Several States Introduce the 2010 Amendments to UCC Article 9

The following states have recently introduced the 2010 amendments to UCC Article 9:

Oregon
Pennsylvania
West Virginia
Hawaii
Oklahoma
South Dakota
Kentucky

Oregon
The Oregon House introduced a bill on Thursday, January 26, 2012 to enact the 2010
Amendments to U.C.C. Article 9. House Bill 4035 adopts the Alternative B safe harbor
approach for individual debtor name sufficiency in Section 9-503(a)(4). The bill also provides
the uniform effective date of July 1, 2013. Section 9-521, as introduced, does not provide
images of the safe harbor forms. Instead it incorporates by reference the form versions approved
by the Uniform Law Commission and International Association of Commercial Administrators.
There are no significant non-uniform departures from the official text of the 2010 Amendments.

As with any proposed law, HB 4035 may be amended at any point during the legislative process.
CSC will continue to provide updates of any significant developments with all state Article 9
legislation.

Pennsylvania
The Pennsylvania House introduced legislation on Thursday, January 26, 2012 to enact the 2010
Amendments to U.C.C. Article 9. The full text of House Bill 2159 is not available yet.
However, the bill is expected to adopt the Alternative A “Only If” approach for individual debtor
name sufficiency in Section 9-503(a)(4).

CSC will provide more information on HB 2159 when it becomes available, as well as any other
significant developments with all state Article 9 legislation.

West Virginia
The West Virginia Legislature introduced bills to enact the 2010 Amendments to U.C.C. Article
9 on Friday, January 20, 2012. The bills, Senate Bill 374 and House Bill 4152, are identical.
Both bills adopt the Alternative A “Only If” approach for individual debtor name sufficiency in
Section 9-503(a)(4). If enacted, the law will take effect on the uniform effective date of July 1,
2013.

Curiously, the West Virginia bills omitted any changes to Section 9-521. Current W.Va. Code §
46-9-521 incorporates images of the 1998 form versions set forth in the official text of Revised
Article 9. If the bills are enacted as currently drafted, then the 1998 versions would remain the
safe harbor forms. However, filing offices are free to adopt other form versions, including those
approved for the 2010 Amendments.

Both bills include some minor, non-substantive departures from the official text of the 2010
Amendments. The text may be amended during the legislative process, so CSC will continue to
provide updates of any significant developments with these bills and all state Article 9
legislation.

Hawaii
The Hawaii House introduced legislation on Friday, January 20, 2012 to enact the 2010
Amendments to U.C.C. Article 9. House Bill 2162 adopts the Alternative A “Only If” approach
for individual debtor name sufficiency in Section 9-503(a)(4). Section 9-521 sets forth the text
of the safe harbor forms, but does not incorporate images.
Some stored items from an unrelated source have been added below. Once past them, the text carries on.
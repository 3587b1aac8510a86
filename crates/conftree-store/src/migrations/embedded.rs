//! Embedded SQL migrations
//!
//! Migrations are embedded at compile time using include_str!

/// Migration metadata
pub struct Migration {
    pub id: &'static str,
    pub sql: &'static str,
}

/// Get all embedded migrations in order
pub fn get_migrations() -> Vec<Migration> {
    vec![Migration {
        id: "001_config_nodes",
        sql: include_str!("../../migrations/001_config_nodes.sql"),
    }]
}
//! Structured logging facility for conftree
//!
//! - Single initialization point via `init(profile)`
//! - Structured logging macros (`log_op_start!`, `log_op_end!`, `log_op_error!`)
//! - Test capture mode for deterministic assertions
//!
//! Engine entry points own the start/end boundary of an operation. The
//! tree, path and store layers only emit `tracing::debug!` details.
//!
//! # Usage
//!
//! ```rust
//! use conftree_core::logging_facility::{init, Profile};
//!
//! init(Profile::Development);
//! ```

pub mod init;
pub mod macros;
pub mod test_capture;

pub use init::{init, Profile};
pub use test_capture::{init_test_capture, CapturedEvent, TestCapture};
If enacted, the law will take effect on
the uniform effective date of July 1, 2013.

House Bill 2162 did not include any significant non-uniform departures from the official text of
the 2010 Amendments. However, as with any proposed law, that could change through
amendments at any point during the legislative process. CSC will continue to provide updates of
any significant developments with all state Article 9 legislation.

Oklahoma
The Oklahoma Senate introduced legislation on Wednesday, January 18, 2012 to enact the 2010
Amendments to U.C.C. Article 9. Last year, the Oklahoma Legislature introduced similar
legislation in both the house and senate, but neither bill made it out of committee.

Senate Bill 1219 adopts the Alternative A “Only If” approach for individual debtor name
sufficiency in Section 9-503(a)(4). The bill also provides the uniform effective date of July 1,
2013. Section 9-521 does not provide images of the safe harbor forms. Instead it provides text
of the form fields. There are no significant non-uniform departures from the official text of the
2010 Amendments.

As with any proposed law, SB 1219 may be amended at any point during the legislative process.
CSC will continue to provide updates of any significant developments with all state Article 9
legislation.

South Dakota
South Dakota introduced the 2010 Amendments to Article 9 when House Bill 1059 was filed on Friday, January 13, 2012. The bill adopts the Alternative A “Only If” approach for individual debtor name sufficiency in Section 9-503(a)(4). Section 9-521 provides images of the approved forms set forth in the official text of the 2010 Amendments. The bill also follows the uniform effective date of July 1, 2013.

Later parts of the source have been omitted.